Simple answer: LAN IP is like an internal (local) IP address that's just for your home, work, school PC's & devices in your local network. The LAN IP won't work outside of the local network (LAN IP address for everything connects to a router on your LAN: modem, other computers, phones, printers and any other devices).
WAN IP is like your address for the web that your Internet Service Provider (ISP) gives you (gives your router and you).
- LAN IP: 192.168.1.1 -like an internal address only for your network, say at home or work). You can have different devices on your LAN that have addresses like 192.168.1.5 or 192.168.1.13
- WAN IP: 216.119.143.xx -an address the world sees for you when you browse the web.
- Gateway IP is the WAN address dedicated to the modem (like 18.104.22.168).
Note: A Virtual Private Network (VPN) puts you on its private network so no one sees your external IP that your ISP gave you, which means it's harder to track you. Make sense?

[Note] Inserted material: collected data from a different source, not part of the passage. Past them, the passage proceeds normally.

//! Graph store: the immutable question/answer/final-variant collections
//! of one session.

use std::collections::HashMap;
use storybot::{Answer, FinalVariant, GraphPayload, NodeId, Question};

/// Order marker of the distinguished "choose a version" result node.
///
/// This is an authoring convention of the story data, not a structural
/// guarantee: a graph may lack such a node, in which case the final
/// sequence has nowhere to land.
pub const RESULT_NODE_ORDER: i64 = 10;

/// Read-only snapshot of a loaded story graph.
#[derive(Debug, Clone, Default)]
pub struct GraphStore {
    /// Questions in source order, one entry per id.
    questions: Vec<Question>,
    /// Id index into `questions`.
    index: HashMap<NodeId, usize>,
    /// Answers in source order.
    answers: Vec<Answer>,
    /// Final variants, stably sorted by `order` at load time.
    final_variants: Vec<FinalVariant>,
}

impl GraphStore {
    /// Create an empty store.
    pub fn new() -> Self {
        Self::default()
    }

    /// Replace all three collections at once.
    ///
    /// Questions sharing an id collapse into one entry; the last one wins
    /// but keeps the position of the first.
    pub fn load(
        &mut self,
        questions: Vec<Question>,
        answers: Vec<Answer>,
        final_variants: Vec<FinalVariant>,
    ) {
        let mut deduped: Vec<Question> = Vec::with_capacity(questions.len());
        let mut index = HashMap::with_capacity(questions.len());

        for question in questions {
            match index.get(&question.id) {
                Some(&slot) => deduped[slot] = question,
                None => {
                    index.insert(question.id.clone(), deduped.len());
                    deduped.push(question);
                }
            }
        }

        let mut final_variants = final_variants;
        // `sort_by_key` is stable, so unordered slides keep their source order.
        final_variants.sort_by_key(|variant| (variant.order.is_none(), variant.order));

        *self = Self {
            questions: deduped,
            index,
            answers,
            final_variants,
        };
    }

    /// Load a decoded backend payload.
    pub fn load_payload(&mut self, payload: GraphPayload) {
        self.load(payload.questions, payload.answers, payload.final_variants);
    }

    /// True if no questions are loaded.
    pub fn is_empty(&self) -> bool {
        self.questions.is_empty()
    }

    /// All questions in source order.
    pub fn questions(&self) -> &[Question] {
        &self.questions
    }

    /// All answers in source order.
    pub fn answers(&self) -> &[Answer] {
        &self.answers
    }

    /// Find a question by id.
    pub fn find_question(&self, id: &NodeId) -> Option<&Question> {
        self.index.get(id).map(|&slot| &self.questions[slot])
    }

    /// Find a question by its persisted, string-coerced id.
    pub fn find_question_by_str(&self, raw: &str) -> Option<&Question> {
        self.questions.iter().find(|q| q.id.matches_str(raw))
    }

    /// Answers owned by a question, in source order.
    pub fn answers_for<'a>(&'a self, question_id: &'a NodeId) -> impl Iterator<Item = &'a Answer> + 'a {
        self.answers
            .iter()
            .filter(move |answer| &answer.question_id == question_id)
    }

    /// Final variants sorted ascending by `order`, unordered ones last.
    pub fn final_variants_sorted(&self) -> &[FinalVariant] {
        &self.final_variants
    }

    /// The start node: lowest `order`, with a missing order counting as 0.
    ///
    /// Ties go to the earliest question in source order.
    pub fn start_question(&self) -> Option<&Question> {
        self.questions.iter().min_by_key(|q| q.order.unwrap_or(0))
    }

    /// First question carrying exactly this order marker.
    pub fn question_by_order(&self, order: i64) -> Option<&Question> {
        self.questions.iter().find(|q| q.order == Some(order))
    }

    /// The distinguished result node, see [`RESULT_NODE_ORDER`].
    pub fn result_question(&self) -> Option<&Question> {
        self.question_by_order(RESULT_NODE_ORDER)
    }

    /// Number of distinct questions.
    pub fn question_count(&self) -> usize {
        self.questions.len()
    }

    /// Number of answers.
    pub fn answer_count(&self) -> usize {
        self.answers.len()
    }
}

#[cfg(test)]
mod tests {
    use super::*;
    use crate::testing::{answer, final_variant, question};

    fn ids<T>(items: &[T], id: impl Fn(&T) -> &NodeId) -> Vec<NodeId> {
        items.iter().map(|item| id(item).clone()).collect()
    }

    #[test]
    fn test_store_creation() {
        let store = GraphStore::new();
        assert!(store.is_empty());
        assert!(store.start_question().is_none());
        assert!(store.final_variants_sorted().is_empty());
    }

    #[test]
    fn test_find_question() {
        let mut store = GraphStore::new();
        store.load(vec![question(1, Some(1)), question(2, Some(2))], vec![], vec![]);

        assert_eq!(store.find_question(&NodeId::Number(2)).map(|q| q.order), Some(Some(2)));
        assert!(store.find_question(&NodeId::Number(3)).is_none());
        assert!(store.find_question(&NodeId::from("2")).is_none());
        assert!(store.find_question_by_str("2").is_some());
    }

    #[test]
    fn test_duplicate_question_last_write_wins() {
        let mut first = question(1, Some(1));
        first.text = "first".into();
        let mut second = question(1, Some(1));
        second.text = "second".into();

        let mut store = GraphStore::new();
        store.load(vec![first, question(2, Some(2)), second], vec![], vec![]);

        assert_eq!(store.question_count(), 2);
        assert_eq!(store.questions()[0].text, "second");
        assert_eq!(store.find_question(&NodeId::Number(1)).unwrap().text, "second");
    }

    #[test]
    fn test_answers_for_keeps_source_order() {
        let mut store = GraphStore::new();
        store.load(
            vec![question(1, Some(1)), question(2, Some(2))],
            vec![
                answer(12, 1, Some(2)),
                answer(20, 2, None),
                answer(11, 1, Some(2)),
            ],
            vec![],
        );

        let q1 = NodeId::Number(1);
        let first: Vec<_> = store.answers_for(&q1).map(|a| a.id.clone()).collect();
        let again: Vec<_> = store.answers_for(&q1).map(|a| a.id.clone()).collect();
        assert_eq!(first, vec![NodeId::Number(12), NodeId::Number(11)]);
        assert_eq!(first, again);
    }

    #[test]
    fn test_final_variants_stable_sort() {
        let mut store = GraphStore::new();
        store.load(
            vec![],
            vec![],
            vec![
                final_variant(1, Some(2), "B"),
                final_variant(2, Some(1), "A"),
                final_variant(3, None, "C"),
            ],
        );

        assert_eq!(
            ids(store.final_variants_sorted(), |v| &v.id),
            vec![NodeId::Number(2), NodeId::Number(1), NodeId::Number(3)]
        );
    }

    #[test]
    fn test_final_variants_ties_keep_source_order() {
        let mut store = GraphStore::new();
        store.load(
            vec![],
            vec![],
            vec![
                final_variant(1, None, "x"),
                final_variant(2, Some(5), "y"),
                final_variant(3, None, "z"),
                final_variant(4, Some(5), "w"),
            ],
        );

        assert_eq!(
            ids(store.final_variants_sorted(), |v| &v.id),
            vec![
                NodeId::Number(2),
                NodeId::Number(4),
                NodeId::Number(1),
                NodeId::Number(3)
            ]
        );
    }

    #[test]
    fn test_start_question_treats_missing_order_as_zero() {
        let mut store = GraphStore::new();
        store.load(vec![question(5, Some(3)), question(6, None), question(7, Some(1))], vec![], vec![]);
        assert_eq!(store.start_question().unwrap().id, NodeId::Number(6));

        store.load(vec![question(5, Some(3)), question(7, Some(-1))], vec![], vec![]);
        assert_eq!(store.start_question().unwrap().id, NodeId::Number(7));
    }

    #[test]
    fn test_start_question_tie_goes_to_first() {
        let mut store = GraphStore::new();
        store.load(vec![question(8, Some(1)), question(9, Some(1))], vec![], vec![]);
        assert_eq!(store.start_question().unwrap().id, NodeId::Number(8));
    }

    #[test]
    fn test_result_question() {
        let mut store = GraphStore::new();
        store.load(vec![question(1, Some(1)), question(99, Some(RESULT_NODE_ORDER))], vec![], vec![]);
        assert_eq!(store.result_question().unwrap().id, NodeId::Number(99));

        store.load(vec![question(1, Some(1))], vec![], vec![]);
        assert!(store.result_question().is_none());
    }

    #[test]
    fn test_load_replaces_everything() {
        let mut store = GraphStore::new();
        store.load(
            vec![question(1, Some(1))],
            vec![answer(10, 1, None)],
            vec![final_variant(100, Some(1), "A")],
        );
        store.load(vec![question(2, Some(1))], vec![], vec![]);

        assert!(store.find_question(&NodeId::Number(1)).is_none());
        assert_eq!(store.answer_count(), 0);
        assert!(store.final_variants_sorted().is_empty());
    }
}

Static LAN means that instead of letting the router's DHCP assign IP address to a PC or device, you set at IP that is static, or remains the same--even if you disconnect from the LAN. Your ISP doesn't give you a static IP for your LAN, only WAN (if you need that). People use a static LAN so they can remember their Local IP address to make it easier for networking sharing, and for like shared printers or media players. You don't want DHCP to assign a new local IP address each time you connect or reconnect to your local router.